Mais il s'en faut que son rôle doive rester aussi négatif. Si, comme nous avons essayé de l'établir, l'éducation a, avant tout, une fonction collective, si elle a pour objet d'adapter l'enfant au milieu social où il est destiné à vivre, il est impossible que la société se désinté­resse d'une telle opération. Comment pourrait-elle en être absente, puisqu'elle est le point de repère d'après lequel l'éducation doit diriger son action ? C'est donc à elle qu'il appartient de rappeler sans cesse au maître quelles sont les idées, les sentiments qu'il faut imprimer à l'enfant pour le mettre en harmonie avec le milieu dans lequel il doit vivre. Si elle n'était pas toujours présente et vigilante pour obliger l'action pédagogique à s'exercer dans un sens social, celle-ci se mettrait nécessairement au service de croyances particulières, et la grande âme de la patrie se diviserait et se résoudrait en une multitude incohérente de petites âmes fragmentaires en conflit les unes avec les autres. On ne peut pas aller plus complètement contre le but fondamental de toute éducation. Il faut choisir : si l'on attache quelque prix à l'existence de la société - et nous venons de voir ce qu'elle est pour nous - il faut que l'éducation assure entre les citoyens une suffisante communauté d'idées et de sentiments sans laquelle toute société est impossible ; et pour qu'elle puisse produire ce résultat, encore faut-il qu'elle ne soit pas abandonnée totalement à l'arbitraire des particuliers.

Du moment que l'éducation est une fonction essentiellement sociale, l'État ne peut s'en désintéresser. Au contraire, tout ce qui est éducation doit être, en quelque mesure, soumis à son action. Ce n'est pas à dire pour cela qu'il doive nécessairement monopoliser l'enseigne­ment, La question est trop complexe pour qu'il soit possible de la traiter ainsi en passant : nous entendons la réserver.
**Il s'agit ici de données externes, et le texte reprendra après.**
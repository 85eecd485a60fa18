//! Secret redaction for API keys and mailbox bearer tokens.
//!
//! ```rust
//! use mailpilot::observability::redact::RedactedString;
//!
//! let token = RedactedString::new("eyJ0eXAiOiJKV1Qi");
//! assert_eq!(format!("{token}"), "[REDACTED]");
//! ```

use std::fmt;
use std::sync::OnceLock;

use regex::Regex;

/// A string wrapper that redacts its value in Display and Debug output.
///
/// The only way to read the wrapped value is [`as_str`](RedactedString::as_str).
#[derive(Clone, PartialEq, Eq)]
pub struct RedactedString {
    inner: String,
}

impl RedactedString {
    /// Wrap a secret value.
    pub fn new<S: Into<String>>(value: S) -> Self {
        Self {
            inner: value.into(),
        }
    }

    /// Access the inner value. Only call this where the secret is sent on
    /// the wire (e.g. building an `Authorization` header).
    pub fn as_str(&self) -> &str {
        &self.inner
    }

    /// Whether the wrapped secret is empty.
    pub fn is_empty(&self) -> bool {
        self.inner.is_empty()
    }
}

impl fmt::Display for RedactedString {
    fn fmt(&self, f: &mut fmt::Formatter<'_>) -> fmt::Result {
        write!(f, "[REDACTED]")
    }
}

impl fmt::Debug for RedactedString {
    fn fmt(&self, f: &mut fmt::Formatter<'_>) -> fmt::Result {
        write!(f, "RedactedString(\"[REDACTED]\")")
    }
}

fn secret_patterns() -> &'static [(Regex, &'static str)] {
    static PATTERNS: OnceLock<Vec<(Regex, &'static str)>> = OnceLock::new();
    PATTERNS.get_or_init(|| {
        [
            (r"(?i)(bearer\s+)[A-Za-z0-9._~+/=-]+", "${1}***REDACTED***"),
            (r"sk-[A-Za-z0-9_-]+", "sk-***REDACTED***"),
            (
                r#"(?i)("(?:api_key|access_token|refresh_token)"\s*:\s*)"[^"]*""#,
                "${1}\"***REDACTED***\"",
            ),
        ]
        .into_iter()
        .filter_map(|(pattern, replacement)| {
            Regex::new(pattern).ok().map(|re| (re, replacement))
        })
        .collect()
    })
}

/// Scrub bearer tokens, `sk-` API keys and JSON token fields from `s`.
///
/// Applied to provider and mailbox error bodies before they are logged or
/// fed back into a prompt.
pub fn redact_secrets(s: &str) -> String {
    let mut out = s.to_owned();
    for (re, replacement) in secret_patterns() {
        out = re.replace_all(&out, *replacement).into_owned();
    }
    out
}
On peut croire que les progrès scolaires sont plus faciles et plus prompts là où une certaine marge est laissée aux initiatives individuelles ; car l'individu est plus volontiers novateur que l'État. Mais de ce que l'État doive, dans l'intérêt public, laisser s'ouvrir d'autres écoles que celles dont il a plus directement la responsabilité, il ne suit pas qu'il doive rester étranger à ce qui s'y passe. Au contraire, l'éducation qui s'y donne doit y rester soumise à son contrôle. Il n'est même pas admissible que la fonction d'éducateur puisse être remplie par quelqu'un qui ne présente pas des garanties spéciales dont l'État seul peut être juge. Sans doute, les limites dans lesquelles doit se renfermer son intervention peuvent être assez malaisées à déterminer une fois pour toutes, mais le principe de l'intervention ne saurait être contesté. Il n'y a pas d'école qui puisse réclamer le droit de donner, en toute liberté, une éducation antisociale.

Il est toutefois nécessaire de reconnaître que l'état de division où sont actuellement les esprits, dans notre pays, rend ce devoir de l'État particulièrement délicat, en même temps, d'ailleurs, que plus important. Il n'appartient pas, en effet, à l'État de créer cette communauté d'idées et de sentiments sans laquelle il n'y a pas de société ; elle doit se constituer d'elle-même, et il ne peut que la consacrer, la maintenir, la rendre plus consciente aux particuliers. Or, il est malheureusement incontestable que, chez nous, cette unité morale n'est pas, sur tous les points, ce qu'il faudrait qu'elle fût. Nous sommes partagés entre des conceptions divergentes et même parfois contradictoires. Il y a dans ces divergences un fait qu'il est impossible de nier et dont il faut tenir compte. Il ne saurait être question de reconnaître à la majorité le droit d'imposer ses idées aux enfants de la minorité. L'école ne saurait être la chose d'un parti, et le maître manque à ses devoirs quand il use de l'autorité dont il dispose pour entraîner ses élèves dans l'ornière de ses partis pris personnels, si justifiés qu'ils puissent lui paraître. Mais, en dépit de toutes les dissidences, il y a dès à présent, à la base de notre civilisation, un certain nombre de principes qui, implicitement ou explicitement, sont communs à tous, que bien peu, en tout cas, osent nier ouvertement et en face : respect de la raison, de la science, des idées et des sentiments qui sont à la base de la morale démocra­tique. Le rôle de l'État est de dégager ces principes essentiels, de les faire enseigner dans ses écoles, de veiller à ce que nulle part on ne les laisse ignorés des enfants, à ce que partout il en soit parlé avec le respect qui leur est dû. Il y a, sous ce rapport, une action à exercer qui sera peut-être d'autant plus efficace qu'elle sera moins agressive et moins violente et qu'elle saura mieux se contenir dans de sages limites.